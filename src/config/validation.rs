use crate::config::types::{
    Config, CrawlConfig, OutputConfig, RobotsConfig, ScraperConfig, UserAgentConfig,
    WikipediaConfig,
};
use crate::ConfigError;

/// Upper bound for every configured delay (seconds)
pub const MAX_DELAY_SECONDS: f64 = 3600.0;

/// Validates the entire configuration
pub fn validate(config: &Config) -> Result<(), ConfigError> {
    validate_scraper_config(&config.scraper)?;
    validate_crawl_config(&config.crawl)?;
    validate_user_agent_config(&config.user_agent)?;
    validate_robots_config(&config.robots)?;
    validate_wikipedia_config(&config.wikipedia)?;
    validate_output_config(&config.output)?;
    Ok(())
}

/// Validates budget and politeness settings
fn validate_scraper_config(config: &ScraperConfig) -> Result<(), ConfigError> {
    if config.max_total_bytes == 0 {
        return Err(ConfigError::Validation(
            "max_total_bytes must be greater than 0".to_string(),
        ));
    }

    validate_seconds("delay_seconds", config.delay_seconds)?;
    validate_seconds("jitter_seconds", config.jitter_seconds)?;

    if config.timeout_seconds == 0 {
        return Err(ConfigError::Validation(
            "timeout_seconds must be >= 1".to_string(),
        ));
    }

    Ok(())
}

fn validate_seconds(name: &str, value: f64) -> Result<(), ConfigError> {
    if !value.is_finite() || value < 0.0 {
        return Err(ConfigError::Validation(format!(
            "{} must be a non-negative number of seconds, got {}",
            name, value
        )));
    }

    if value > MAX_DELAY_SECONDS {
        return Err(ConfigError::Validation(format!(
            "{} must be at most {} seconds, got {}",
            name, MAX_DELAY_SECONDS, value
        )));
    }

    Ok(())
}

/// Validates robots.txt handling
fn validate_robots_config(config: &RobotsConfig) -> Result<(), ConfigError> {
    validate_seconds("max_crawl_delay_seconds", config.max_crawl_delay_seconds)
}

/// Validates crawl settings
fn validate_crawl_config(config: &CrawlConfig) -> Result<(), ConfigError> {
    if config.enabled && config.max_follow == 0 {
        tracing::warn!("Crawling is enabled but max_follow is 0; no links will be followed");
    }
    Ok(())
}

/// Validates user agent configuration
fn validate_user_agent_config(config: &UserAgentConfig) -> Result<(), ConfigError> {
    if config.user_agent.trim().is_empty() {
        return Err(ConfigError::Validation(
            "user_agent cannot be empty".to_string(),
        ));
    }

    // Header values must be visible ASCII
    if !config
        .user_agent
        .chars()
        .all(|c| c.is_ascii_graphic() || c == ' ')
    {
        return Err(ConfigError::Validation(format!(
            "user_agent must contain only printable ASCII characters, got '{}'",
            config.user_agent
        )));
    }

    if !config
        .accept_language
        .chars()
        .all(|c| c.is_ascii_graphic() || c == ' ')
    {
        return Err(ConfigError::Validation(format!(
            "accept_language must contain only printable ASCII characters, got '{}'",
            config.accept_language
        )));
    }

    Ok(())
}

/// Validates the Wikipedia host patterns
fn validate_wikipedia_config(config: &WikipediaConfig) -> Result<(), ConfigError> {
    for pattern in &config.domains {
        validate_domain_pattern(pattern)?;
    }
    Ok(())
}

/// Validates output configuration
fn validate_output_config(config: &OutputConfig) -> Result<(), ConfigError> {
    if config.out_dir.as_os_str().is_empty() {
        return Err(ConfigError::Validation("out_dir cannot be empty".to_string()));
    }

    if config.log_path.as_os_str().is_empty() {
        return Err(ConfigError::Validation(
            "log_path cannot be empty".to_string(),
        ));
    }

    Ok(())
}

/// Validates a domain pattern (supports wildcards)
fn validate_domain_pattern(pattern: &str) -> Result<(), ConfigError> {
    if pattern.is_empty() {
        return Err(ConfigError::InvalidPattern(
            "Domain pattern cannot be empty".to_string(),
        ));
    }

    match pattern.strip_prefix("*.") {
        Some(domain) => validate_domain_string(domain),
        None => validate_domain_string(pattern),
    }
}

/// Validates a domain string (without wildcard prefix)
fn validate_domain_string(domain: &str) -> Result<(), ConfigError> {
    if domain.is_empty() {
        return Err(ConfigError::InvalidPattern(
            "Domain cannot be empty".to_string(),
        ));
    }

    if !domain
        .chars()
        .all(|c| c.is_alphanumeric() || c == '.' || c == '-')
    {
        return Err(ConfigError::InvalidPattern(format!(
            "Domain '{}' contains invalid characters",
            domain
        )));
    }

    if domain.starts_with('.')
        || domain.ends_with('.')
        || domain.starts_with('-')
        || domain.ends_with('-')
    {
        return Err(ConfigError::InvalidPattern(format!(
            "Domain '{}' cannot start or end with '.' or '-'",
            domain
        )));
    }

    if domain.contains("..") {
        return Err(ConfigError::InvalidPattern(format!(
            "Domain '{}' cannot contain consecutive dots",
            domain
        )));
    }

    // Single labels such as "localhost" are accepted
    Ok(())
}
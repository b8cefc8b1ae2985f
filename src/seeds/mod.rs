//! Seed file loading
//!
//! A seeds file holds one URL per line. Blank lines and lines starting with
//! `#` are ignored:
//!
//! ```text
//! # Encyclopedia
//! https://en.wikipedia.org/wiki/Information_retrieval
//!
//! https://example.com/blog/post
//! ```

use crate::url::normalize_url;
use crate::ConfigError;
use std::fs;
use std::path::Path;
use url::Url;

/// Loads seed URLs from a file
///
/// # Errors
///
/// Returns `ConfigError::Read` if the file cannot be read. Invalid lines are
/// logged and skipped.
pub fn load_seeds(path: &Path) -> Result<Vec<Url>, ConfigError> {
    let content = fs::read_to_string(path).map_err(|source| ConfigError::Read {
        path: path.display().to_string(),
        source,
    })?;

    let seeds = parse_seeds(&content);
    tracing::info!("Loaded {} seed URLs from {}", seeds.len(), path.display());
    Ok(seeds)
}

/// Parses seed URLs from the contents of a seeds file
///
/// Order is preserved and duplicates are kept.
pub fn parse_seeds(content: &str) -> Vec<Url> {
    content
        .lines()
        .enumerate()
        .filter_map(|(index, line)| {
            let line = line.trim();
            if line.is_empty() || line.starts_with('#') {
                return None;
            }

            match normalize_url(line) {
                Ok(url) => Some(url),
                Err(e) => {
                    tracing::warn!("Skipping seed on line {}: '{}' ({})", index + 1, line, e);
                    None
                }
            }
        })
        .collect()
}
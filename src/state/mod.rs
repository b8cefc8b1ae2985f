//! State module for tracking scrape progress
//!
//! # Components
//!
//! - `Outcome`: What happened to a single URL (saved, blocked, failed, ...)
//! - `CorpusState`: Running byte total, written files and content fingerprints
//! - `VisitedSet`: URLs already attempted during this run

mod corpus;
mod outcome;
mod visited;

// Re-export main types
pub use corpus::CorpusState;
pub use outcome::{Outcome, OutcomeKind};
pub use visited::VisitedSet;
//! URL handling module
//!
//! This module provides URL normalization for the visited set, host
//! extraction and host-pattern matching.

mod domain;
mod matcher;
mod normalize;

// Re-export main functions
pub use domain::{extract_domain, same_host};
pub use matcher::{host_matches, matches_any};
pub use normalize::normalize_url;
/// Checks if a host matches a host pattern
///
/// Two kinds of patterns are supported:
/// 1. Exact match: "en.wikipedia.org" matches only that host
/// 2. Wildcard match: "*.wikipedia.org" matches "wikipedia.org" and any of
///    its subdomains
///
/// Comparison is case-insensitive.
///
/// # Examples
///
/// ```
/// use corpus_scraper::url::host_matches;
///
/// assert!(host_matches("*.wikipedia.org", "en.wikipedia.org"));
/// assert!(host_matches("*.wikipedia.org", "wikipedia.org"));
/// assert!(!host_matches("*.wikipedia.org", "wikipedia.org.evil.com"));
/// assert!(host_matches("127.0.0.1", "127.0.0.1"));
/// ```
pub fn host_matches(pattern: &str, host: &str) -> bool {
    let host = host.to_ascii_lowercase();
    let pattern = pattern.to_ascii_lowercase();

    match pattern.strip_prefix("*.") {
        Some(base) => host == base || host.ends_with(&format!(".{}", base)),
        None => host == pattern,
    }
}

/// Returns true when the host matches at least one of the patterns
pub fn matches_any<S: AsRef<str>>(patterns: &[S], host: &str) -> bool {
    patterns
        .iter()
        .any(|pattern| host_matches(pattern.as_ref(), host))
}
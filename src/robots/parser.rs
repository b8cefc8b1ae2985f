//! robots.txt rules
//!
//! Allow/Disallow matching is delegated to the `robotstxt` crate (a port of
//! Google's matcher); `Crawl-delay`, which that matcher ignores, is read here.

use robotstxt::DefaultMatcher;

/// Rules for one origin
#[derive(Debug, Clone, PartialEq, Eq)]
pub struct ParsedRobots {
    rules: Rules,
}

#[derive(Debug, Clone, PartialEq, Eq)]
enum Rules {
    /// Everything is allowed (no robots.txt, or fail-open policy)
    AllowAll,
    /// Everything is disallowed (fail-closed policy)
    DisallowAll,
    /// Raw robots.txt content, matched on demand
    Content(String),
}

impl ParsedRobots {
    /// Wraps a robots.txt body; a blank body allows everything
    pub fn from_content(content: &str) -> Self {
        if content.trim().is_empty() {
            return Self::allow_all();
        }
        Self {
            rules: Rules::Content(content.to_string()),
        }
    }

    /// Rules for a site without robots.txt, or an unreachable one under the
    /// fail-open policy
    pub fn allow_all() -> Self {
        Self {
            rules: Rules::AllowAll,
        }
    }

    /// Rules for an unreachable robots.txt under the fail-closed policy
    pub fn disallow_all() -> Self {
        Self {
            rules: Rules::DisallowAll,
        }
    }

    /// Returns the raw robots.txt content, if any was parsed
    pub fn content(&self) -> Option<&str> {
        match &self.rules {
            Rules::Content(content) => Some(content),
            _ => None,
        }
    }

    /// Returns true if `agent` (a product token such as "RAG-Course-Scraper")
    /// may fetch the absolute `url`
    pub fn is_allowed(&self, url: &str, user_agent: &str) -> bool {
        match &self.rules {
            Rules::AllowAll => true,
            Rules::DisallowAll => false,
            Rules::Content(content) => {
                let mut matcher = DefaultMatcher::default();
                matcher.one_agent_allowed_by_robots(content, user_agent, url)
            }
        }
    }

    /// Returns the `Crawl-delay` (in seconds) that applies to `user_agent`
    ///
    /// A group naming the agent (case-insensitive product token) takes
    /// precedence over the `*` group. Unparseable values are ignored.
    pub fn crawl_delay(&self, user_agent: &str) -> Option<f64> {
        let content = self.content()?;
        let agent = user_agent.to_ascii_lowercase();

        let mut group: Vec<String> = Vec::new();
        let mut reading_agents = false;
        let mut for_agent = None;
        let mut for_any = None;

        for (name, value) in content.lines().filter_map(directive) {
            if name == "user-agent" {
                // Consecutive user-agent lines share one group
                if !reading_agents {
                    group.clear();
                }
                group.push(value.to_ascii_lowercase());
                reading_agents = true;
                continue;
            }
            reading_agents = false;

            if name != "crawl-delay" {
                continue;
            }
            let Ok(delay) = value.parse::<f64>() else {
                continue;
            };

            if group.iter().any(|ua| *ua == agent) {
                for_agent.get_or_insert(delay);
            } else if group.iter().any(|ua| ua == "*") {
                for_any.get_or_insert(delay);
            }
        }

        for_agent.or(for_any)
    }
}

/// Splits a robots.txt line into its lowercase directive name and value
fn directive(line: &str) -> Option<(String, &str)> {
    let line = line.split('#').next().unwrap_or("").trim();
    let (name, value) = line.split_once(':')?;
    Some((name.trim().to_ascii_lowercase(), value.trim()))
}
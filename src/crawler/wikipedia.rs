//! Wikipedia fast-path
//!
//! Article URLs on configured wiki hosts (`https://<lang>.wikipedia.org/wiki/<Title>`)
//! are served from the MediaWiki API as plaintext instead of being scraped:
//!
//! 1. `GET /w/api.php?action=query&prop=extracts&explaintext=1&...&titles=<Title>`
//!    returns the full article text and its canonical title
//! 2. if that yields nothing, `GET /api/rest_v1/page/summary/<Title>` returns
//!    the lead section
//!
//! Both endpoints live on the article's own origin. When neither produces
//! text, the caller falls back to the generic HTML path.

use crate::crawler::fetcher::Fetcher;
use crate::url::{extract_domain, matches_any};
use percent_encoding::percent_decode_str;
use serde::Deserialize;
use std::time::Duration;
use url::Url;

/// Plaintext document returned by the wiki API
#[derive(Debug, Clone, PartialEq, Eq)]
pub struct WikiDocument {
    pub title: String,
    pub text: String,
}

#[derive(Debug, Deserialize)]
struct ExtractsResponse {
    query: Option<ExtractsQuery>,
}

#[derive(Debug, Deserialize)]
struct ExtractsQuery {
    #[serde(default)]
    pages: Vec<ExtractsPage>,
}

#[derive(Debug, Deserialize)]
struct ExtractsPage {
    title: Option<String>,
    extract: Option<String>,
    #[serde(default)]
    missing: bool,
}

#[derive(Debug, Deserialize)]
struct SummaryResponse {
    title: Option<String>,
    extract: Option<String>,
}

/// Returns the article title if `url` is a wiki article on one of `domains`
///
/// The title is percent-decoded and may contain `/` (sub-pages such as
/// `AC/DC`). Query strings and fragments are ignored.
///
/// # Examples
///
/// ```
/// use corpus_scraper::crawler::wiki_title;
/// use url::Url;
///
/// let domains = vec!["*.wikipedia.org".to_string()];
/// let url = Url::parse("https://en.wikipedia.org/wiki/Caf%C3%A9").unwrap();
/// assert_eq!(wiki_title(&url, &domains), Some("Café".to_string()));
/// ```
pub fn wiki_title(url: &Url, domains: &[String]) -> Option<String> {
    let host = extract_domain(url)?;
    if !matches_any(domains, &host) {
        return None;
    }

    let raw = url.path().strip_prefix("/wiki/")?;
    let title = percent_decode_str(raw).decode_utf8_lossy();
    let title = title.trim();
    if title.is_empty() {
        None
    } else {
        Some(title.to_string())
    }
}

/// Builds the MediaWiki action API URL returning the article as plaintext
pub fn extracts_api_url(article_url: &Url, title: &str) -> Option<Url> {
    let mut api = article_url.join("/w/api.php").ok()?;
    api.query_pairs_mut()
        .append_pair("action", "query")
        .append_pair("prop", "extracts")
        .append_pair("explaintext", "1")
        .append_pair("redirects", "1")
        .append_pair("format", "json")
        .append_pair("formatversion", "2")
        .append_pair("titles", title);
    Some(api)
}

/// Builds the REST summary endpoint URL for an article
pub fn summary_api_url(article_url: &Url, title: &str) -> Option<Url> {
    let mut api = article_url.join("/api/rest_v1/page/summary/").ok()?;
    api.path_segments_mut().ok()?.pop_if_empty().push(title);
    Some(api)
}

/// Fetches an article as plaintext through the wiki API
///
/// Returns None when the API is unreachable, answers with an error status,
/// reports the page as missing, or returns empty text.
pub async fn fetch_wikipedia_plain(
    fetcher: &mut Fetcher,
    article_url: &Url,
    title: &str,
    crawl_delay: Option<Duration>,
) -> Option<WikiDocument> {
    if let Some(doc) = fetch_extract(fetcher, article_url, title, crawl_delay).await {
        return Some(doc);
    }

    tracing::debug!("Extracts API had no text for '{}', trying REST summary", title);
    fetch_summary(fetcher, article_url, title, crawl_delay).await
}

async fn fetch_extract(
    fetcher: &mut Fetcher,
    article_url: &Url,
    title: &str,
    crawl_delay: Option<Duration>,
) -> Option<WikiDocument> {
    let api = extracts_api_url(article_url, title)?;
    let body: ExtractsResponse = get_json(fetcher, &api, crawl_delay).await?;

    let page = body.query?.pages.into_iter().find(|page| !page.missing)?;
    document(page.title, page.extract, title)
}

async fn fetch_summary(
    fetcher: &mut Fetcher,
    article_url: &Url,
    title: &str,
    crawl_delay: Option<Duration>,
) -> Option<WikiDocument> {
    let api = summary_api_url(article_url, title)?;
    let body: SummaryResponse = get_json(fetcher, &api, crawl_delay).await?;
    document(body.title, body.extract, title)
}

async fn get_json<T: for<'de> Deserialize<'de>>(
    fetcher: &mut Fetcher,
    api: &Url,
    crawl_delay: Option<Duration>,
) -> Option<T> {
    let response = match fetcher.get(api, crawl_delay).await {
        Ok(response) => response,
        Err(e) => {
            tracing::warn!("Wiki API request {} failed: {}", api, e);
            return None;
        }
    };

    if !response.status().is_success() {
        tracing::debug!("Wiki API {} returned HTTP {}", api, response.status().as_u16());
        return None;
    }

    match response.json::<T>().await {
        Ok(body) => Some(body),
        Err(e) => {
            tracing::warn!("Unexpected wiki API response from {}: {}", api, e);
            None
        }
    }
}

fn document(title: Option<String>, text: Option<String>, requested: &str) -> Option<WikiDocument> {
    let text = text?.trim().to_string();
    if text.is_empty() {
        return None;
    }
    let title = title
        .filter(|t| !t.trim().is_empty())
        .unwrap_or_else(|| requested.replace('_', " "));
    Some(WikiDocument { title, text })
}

━━━━━━━━━━━━━━━━━━━━━━━━━━━━━━

EXERCISE OBJECTIVE |
Would you print exactly, and only, the lines of the data above from the line with "Some(base) => host" through the line with "filename src/robots/parser.rs", inclusive?

EXERCISE SOLUTION |
        Some(base) => host == base || host.ends_with(&format!(".{}", base)),
        None => host == pattern,
    }
}

/// Returns true when the host matches at least one of the patterns
pub fn matches_any<S: AsRef<str>>(patterns: &[S], host: &str) -> bool {
    patterns
        .iter()
        .any(|pattern| host_matches(pattern.as_ref(), host))
}
filename src/robots/parser.rs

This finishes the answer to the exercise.